● **Assigned task**
From the first line of the data below, repeat each line exactly until you reach the line with "the CSV output"; include that line too.

● **Records shown**
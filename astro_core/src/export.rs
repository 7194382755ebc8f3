//! CSV export of a user's full log.
//!
//! One row per entry, ordered by date, then category (exercises, movements,
//! meals), then the order entries were logged in.

use crate::types::UserRecord;
use crate::Result;
use chrono::NaiveDate;
use std::path::Path;

/// A row in the CSV output
#[derive(Debug, serde::Serialize)]
struct CsvRow {
    date: NaiveDate,
    kind: &'static str,
    name: String,
    duration: Option<f64>,
    microgravity: Option<f64>,
    speed: Option<String>,
    calories: f64,
    protein: Option<f64>,
    carbs: Option<f64>,
}

fn collect_rows(record: &UserRecord) -> Vec<CsvRow> {
    let mut rows = Vec::with_capacity(record.entry_count());

    for (date, entries) in &record.exercises {
        rows.extend(entries.iter().map(|e| CsvRow {
            date: *date,
            kind: "exercise",
            name: e.name.clone(),
            duration: Some(e.duration_minutes),
            microgravity: None,
            speed: None,
            calories: e.calories,
            protein: None,
            carbs: None,
        }));
    }

    for (date, entries) in &record.movements {
        rows.extend(entries.iter().map(|m| CsvRow {
            date: *date,
            kind: "movement",
            name: m.activity.to_string(),
            duration: Some(m.duration_minutes),
            microgravity: Some(m.microgravity_minutes),
            speed: Some(m.speed_label.clone()),
            calories: m.calories,
            protein: None,
            carbs: None,
        }));
    }

    for (date, entries) in &record.meals {
        rows.extend(entries.iter().map(|m| CsvRow {
            date: *date,
            kind: "meal",
            name: m.name.clone(),
            duration: None,
            microgravity: None,
            speed: None,
            calories: m.calories,
            protein: Some(m.protein_g),
            carbs: Some(m.carbs_g),
        }));
    }

    // Stable sort keeps category order and logging order within a date
    rows.sort_by_key(|row| row.date);
    rows
}

/// Write every entry of `record` to a CSV file, replacing it
///
/// Returns the number of rows written.
pub fn export_user_csv(record: &UserRecord, csv_path: &Path) -> Result<usize> {
    // Ensure parent directory exists
    if let Some(parent) = csv_path.parent() {
        std::fs::create_dir_all(parent)?;
    }

    let rows = collect_rows(record);
    let mut writer = csv::WriterBuilder::new()
        .has_headers(true)
        .from_path(csv_path)?;

    for row in &rows {
        writer.serialize(row)?;
    }
    writer.flush()?;

    tracing::info!("Exported {} entries to {:?}", rows.len(), csv_path);
    Ok(rows.len())
}

#[cfg(test)]
mod tests {
    use super::*;
    use crate::types::{Activity, ExerciseEntry, LogEntry, MealEntry, MovementEntry};

    fn date(day: u32) -> NaiveDate {
        NaiveDate::from_ymd_opt(2025, 3, day).unwrap()
    }

    fn sample_record() -> UserRecord {
        let mut record = UserRecord::default();
        record.append(
            date(2),
            LogEntry::Meal(MealEntry {
                name: "Oatmeal, with raisins".into(),
                calories: 300.0,
                protein_g: 10.0,
                carbs_g: 54.0,
            }),
        );
        record.append(
            date(2),
            LogEntry::Exercise(ExerciseEntry {
                name: "Squats".into(),
                duration_minutes: 5.0,
                calories: 30.0,
            }),
        );
        record.append(
            date(1),
            LogEntry::Movement(MovementEntry {
                activity: Activity::Jogging,
                speed_label: "Low (6 km/h)".into(),
                duration_minutes: 10.0,
                microgravity_minutes: 0.0,
                calories: 70.0,
            }),
        );
        record
    }

    #[test]
    fn test_rows_ordered_by_date_then_category() {
        let rows = collect_rows(&sample_record());
        let order: Vec<_> = rows.iter().map(|r| (r.date, r.kind)).collect();
        assert_eq!(
            order,
            vec![
                (date(1), "movement"),
                (date(2), "exercise"),
                (date(2), "meal"),
            ]
        );
    }

    #[test]
    fn test_export_writes_csv() {
        let temp_dir = tempfile::tempdir().unwrap();
        let csv_path = temp_dir.path().join("out/ana.csv");

        let count = export_user_csv(&sample_record(), &csv_path).unwrap();
        assert_eq!(count, 3);

        let mut reader = csv::Reader::from_path(&csv_path).unwrap();
        let headers = reader.headers().unwrap().clone();
        assert_eq!(
            headers.iter().collect::<Vec<_>>(),
            vec!["date", "kind", "name", "duration", "microgravity", "speed", "calories", "protein", "carbs"]
        );

        let records: Vec<_> = reader.records().map(|r| r.unwrap()).collect();
        assert_eq!(records.len(), 3);
        assert_eq!(&records[0][0], "2025-03-01");
        assert_eq!(&records[0][5], "Low (6 km/h)");
        assert_eq!(&records[2][2], "Oatmeal, with raisins");
        assert_eq!(&records[2][7], "10.0");
        assert_eq!(&records[1][7], "");
    }

    #[test]
    fn test_export_empty_record() {
        let temp_dir = tempfile::tempdir().unwrap();
        let csv_path = temp_dir.path().join("empty.csv");

        let count = export_user_csv(&UserRecord::default(), &csv_path).unwrap();
        assert_eq!(count, 0);
        assert!(csv_path.exists());
    }
}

● **Solution for this task**
filename astro_core/src/export.rs
repository 7194382755ebc8f3
//! CSV export of a user's full log.
//!
//! One row per entry, ordered by date, then category (exercises, movements,
//! meals), then the order entries were logged in.

use crate::types::UserRecord;
use crate::Result;
use chrono::NaiveDate;
use std::path::Path;

/// A row in the CSV output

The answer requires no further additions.